> [WHAT YOU NEED TO DO]: Find the string "HashSet" in the entries and copy each line that has it.

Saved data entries
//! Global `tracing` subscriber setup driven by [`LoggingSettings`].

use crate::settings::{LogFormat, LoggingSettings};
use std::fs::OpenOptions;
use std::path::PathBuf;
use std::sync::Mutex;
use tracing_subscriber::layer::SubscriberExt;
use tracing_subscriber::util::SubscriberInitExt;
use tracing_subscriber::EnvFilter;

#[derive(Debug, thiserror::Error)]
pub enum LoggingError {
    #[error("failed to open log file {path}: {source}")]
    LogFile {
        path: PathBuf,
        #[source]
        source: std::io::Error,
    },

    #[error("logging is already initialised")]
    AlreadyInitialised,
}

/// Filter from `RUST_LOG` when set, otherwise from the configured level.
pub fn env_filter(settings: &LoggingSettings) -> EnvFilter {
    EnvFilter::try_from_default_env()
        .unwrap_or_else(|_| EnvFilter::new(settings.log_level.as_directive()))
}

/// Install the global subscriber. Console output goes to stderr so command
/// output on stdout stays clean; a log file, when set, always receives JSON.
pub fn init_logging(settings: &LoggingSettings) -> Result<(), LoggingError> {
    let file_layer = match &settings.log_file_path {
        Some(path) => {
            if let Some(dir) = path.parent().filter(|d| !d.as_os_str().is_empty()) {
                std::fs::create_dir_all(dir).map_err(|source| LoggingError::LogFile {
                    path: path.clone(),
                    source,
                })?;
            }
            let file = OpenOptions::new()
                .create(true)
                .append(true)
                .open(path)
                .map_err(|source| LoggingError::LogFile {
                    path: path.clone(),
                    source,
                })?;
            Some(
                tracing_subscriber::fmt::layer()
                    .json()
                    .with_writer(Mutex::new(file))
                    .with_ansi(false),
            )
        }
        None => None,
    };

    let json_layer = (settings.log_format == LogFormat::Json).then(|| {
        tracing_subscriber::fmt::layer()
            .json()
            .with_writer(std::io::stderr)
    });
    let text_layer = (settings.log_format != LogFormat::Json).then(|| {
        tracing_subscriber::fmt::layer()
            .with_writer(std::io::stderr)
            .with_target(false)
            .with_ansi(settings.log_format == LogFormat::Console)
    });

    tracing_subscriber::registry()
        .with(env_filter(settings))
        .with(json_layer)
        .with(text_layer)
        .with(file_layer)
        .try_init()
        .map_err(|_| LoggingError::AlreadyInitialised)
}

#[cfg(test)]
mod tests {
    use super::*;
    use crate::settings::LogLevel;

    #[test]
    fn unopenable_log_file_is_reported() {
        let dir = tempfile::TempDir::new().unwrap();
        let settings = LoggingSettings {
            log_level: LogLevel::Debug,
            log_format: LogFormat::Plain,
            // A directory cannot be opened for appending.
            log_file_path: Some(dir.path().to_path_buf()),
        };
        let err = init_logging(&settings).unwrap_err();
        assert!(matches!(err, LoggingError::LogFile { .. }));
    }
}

--

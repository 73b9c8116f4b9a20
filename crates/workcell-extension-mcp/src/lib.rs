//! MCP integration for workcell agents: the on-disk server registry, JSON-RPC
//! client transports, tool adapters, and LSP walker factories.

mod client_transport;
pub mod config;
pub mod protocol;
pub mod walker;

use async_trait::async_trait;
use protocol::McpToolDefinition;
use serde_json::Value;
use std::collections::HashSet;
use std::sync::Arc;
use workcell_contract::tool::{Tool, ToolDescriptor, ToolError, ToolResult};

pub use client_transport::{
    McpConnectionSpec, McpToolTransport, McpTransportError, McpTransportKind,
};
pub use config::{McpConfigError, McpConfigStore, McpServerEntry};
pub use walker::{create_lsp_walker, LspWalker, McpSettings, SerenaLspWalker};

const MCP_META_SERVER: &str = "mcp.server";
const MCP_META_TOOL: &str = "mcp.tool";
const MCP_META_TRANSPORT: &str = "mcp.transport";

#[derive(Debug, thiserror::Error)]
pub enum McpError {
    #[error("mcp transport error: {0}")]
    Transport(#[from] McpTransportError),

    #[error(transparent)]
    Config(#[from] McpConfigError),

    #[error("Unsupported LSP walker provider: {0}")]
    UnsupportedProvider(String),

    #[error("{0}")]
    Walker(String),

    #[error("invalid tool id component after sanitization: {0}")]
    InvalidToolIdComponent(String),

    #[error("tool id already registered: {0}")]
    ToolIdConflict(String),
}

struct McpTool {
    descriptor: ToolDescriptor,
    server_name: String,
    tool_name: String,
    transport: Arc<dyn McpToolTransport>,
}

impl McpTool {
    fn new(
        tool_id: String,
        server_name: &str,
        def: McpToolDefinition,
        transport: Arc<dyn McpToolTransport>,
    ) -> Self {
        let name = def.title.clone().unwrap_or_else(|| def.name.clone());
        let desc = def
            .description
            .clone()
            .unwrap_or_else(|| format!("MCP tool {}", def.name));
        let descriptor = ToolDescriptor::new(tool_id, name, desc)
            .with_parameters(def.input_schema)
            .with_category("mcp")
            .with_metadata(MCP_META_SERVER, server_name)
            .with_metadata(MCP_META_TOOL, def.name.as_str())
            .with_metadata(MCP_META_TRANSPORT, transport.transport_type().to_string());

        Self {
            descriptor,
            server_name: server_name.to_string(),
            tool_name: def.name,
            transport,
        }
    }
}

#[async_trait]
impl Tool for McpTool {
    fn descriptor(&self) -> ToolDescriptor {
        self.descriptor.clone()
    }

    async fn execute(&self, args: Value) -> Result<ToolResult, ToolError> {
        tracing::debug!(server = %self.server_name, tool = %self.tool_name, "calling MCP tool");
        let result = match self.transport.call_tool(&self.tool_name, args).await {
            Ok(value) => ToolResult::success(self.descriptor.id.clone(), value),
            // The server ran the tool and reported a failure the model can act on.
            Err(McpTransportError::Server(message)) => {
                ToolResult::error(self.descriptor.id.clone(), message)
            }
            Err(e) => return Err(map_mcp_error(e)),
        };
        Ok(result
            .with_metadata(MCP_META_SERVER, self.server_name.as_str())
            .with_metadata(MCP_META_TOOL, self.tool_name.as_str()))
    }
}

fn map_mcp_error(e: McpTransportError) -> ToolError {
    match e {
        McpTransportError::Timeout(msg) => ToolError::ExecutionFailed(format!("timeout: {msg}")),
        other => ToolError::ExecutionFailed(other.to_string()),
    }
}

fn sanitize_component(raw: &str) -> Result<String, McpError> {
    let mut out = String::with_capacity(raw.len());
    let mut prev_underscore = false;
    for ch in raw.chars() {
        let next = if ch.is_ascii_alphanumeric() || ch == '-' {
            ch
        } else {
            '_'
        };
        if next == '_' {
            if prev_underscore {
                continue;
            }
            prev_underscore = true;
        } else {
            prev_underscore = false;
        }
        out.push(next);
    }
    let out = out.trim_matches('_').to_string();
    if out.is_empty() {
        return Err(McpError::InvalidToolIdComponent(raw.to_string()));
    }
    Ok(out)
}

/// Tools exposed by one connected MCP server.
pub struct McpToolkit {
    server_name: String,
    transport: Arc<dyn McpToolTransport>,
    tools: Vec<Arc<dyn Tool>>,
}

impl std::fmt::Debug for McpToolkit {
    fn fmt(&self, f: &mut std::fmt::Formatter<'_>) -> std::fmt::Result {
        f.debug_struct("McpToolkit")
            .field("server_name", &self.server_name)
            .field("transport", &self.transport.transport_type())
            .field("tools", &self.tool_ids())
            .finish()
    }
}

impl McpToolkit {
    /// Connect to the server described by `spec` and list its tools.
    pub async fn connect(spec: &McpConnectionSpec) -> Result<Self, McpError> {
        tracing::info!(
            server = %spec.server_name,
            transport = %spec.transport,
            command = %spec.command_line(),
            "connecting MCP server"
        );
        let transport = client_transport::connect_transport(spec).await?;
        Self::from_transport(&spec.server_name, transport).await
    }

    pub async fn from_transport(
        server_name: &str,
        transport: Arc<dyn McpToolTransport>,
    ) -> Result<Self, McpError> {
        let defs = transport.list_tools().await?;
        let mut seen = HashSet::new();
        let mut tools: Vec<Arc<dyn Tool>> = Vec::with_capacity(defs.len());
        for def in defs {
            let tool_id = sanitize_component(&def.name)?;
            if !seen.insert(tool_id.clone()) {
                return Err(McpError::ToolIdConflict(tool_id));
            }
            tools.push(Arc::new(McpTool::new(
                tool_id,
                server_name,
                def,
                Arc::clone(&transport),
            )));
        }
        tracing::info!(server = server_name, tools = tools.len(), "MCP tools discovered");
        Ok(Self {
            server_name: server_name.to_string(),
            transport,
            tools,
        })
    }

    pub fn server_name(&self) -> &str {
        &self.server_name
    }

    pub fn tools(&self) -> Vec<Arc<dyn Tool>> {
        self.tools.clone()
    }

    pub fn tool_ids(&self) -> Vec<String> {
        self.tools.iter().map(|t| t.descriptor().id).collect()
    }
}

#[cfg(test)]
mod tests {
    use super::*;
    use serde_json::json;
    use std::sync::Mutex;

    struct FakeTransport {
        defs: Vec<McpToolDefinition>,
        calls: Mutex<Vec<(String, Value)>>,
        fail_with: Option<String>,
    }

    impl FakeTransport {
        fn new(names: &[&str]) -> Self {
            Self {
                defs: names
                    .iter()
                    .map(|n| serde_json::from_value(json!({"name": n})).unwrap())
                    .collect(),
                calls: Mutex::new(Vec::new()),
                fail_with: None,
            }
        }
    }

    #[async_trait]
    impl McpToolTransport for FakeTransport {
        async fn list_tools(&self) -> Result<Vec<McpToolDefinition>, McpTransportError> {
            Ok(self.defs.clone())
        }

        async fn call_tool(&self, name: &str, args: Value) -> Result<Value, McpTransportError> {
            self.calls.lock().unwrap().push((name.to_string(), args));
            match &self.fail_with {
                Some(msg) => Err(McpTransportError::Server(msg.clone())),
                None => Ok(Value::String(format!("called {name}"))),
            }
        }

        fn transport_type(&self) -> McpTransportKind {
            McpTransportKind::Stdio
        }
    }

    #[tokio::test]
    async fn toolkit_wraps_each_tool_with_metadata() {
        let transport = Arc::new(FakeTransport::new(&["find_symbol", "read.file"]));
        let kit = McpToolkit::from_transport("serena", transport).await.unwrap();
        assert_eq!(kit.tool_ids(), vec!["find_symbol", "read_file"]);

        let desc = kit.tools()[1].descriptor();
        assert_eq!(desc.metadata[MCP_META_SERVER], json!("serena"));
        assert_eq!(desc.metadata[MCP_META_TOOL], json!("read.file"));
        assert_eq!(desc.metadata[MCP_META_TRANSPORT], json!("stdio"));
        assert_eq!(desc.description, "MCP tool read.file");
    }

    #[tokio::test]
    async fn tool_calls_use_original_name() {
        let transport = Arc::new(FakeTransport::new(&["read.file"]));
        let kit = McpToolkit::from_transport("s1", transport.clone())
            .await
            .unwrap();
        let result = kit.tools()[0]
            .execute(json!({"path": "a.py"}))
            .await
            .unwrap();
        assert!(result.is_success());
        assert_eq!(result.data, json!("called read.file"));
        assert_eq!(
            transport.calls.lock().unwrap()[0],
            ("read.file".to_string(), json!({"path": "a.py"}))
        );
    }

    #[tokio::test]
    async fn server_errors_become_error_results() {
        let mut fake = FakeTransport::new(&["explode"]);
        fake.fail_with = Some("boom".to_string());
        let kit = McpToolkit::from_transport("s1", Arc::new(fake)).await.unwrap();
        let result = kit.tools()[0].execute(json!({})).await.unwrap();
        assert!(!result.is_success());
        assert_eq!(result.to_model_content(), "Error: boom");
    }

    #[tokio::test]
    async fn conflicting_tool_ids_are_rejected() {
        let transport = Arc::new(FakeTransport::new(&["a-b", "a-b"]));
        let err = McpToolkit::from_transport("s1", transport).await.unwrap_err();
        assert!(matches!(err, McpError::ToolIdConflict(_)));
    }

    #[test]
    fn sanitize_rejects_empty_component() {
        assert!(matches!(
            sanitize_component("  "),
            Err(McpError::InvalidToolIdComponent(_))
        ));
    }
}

> [WRITTEN RESPONSE]:
use std::collections::HashSet;
        let mut seen = HashSet::new();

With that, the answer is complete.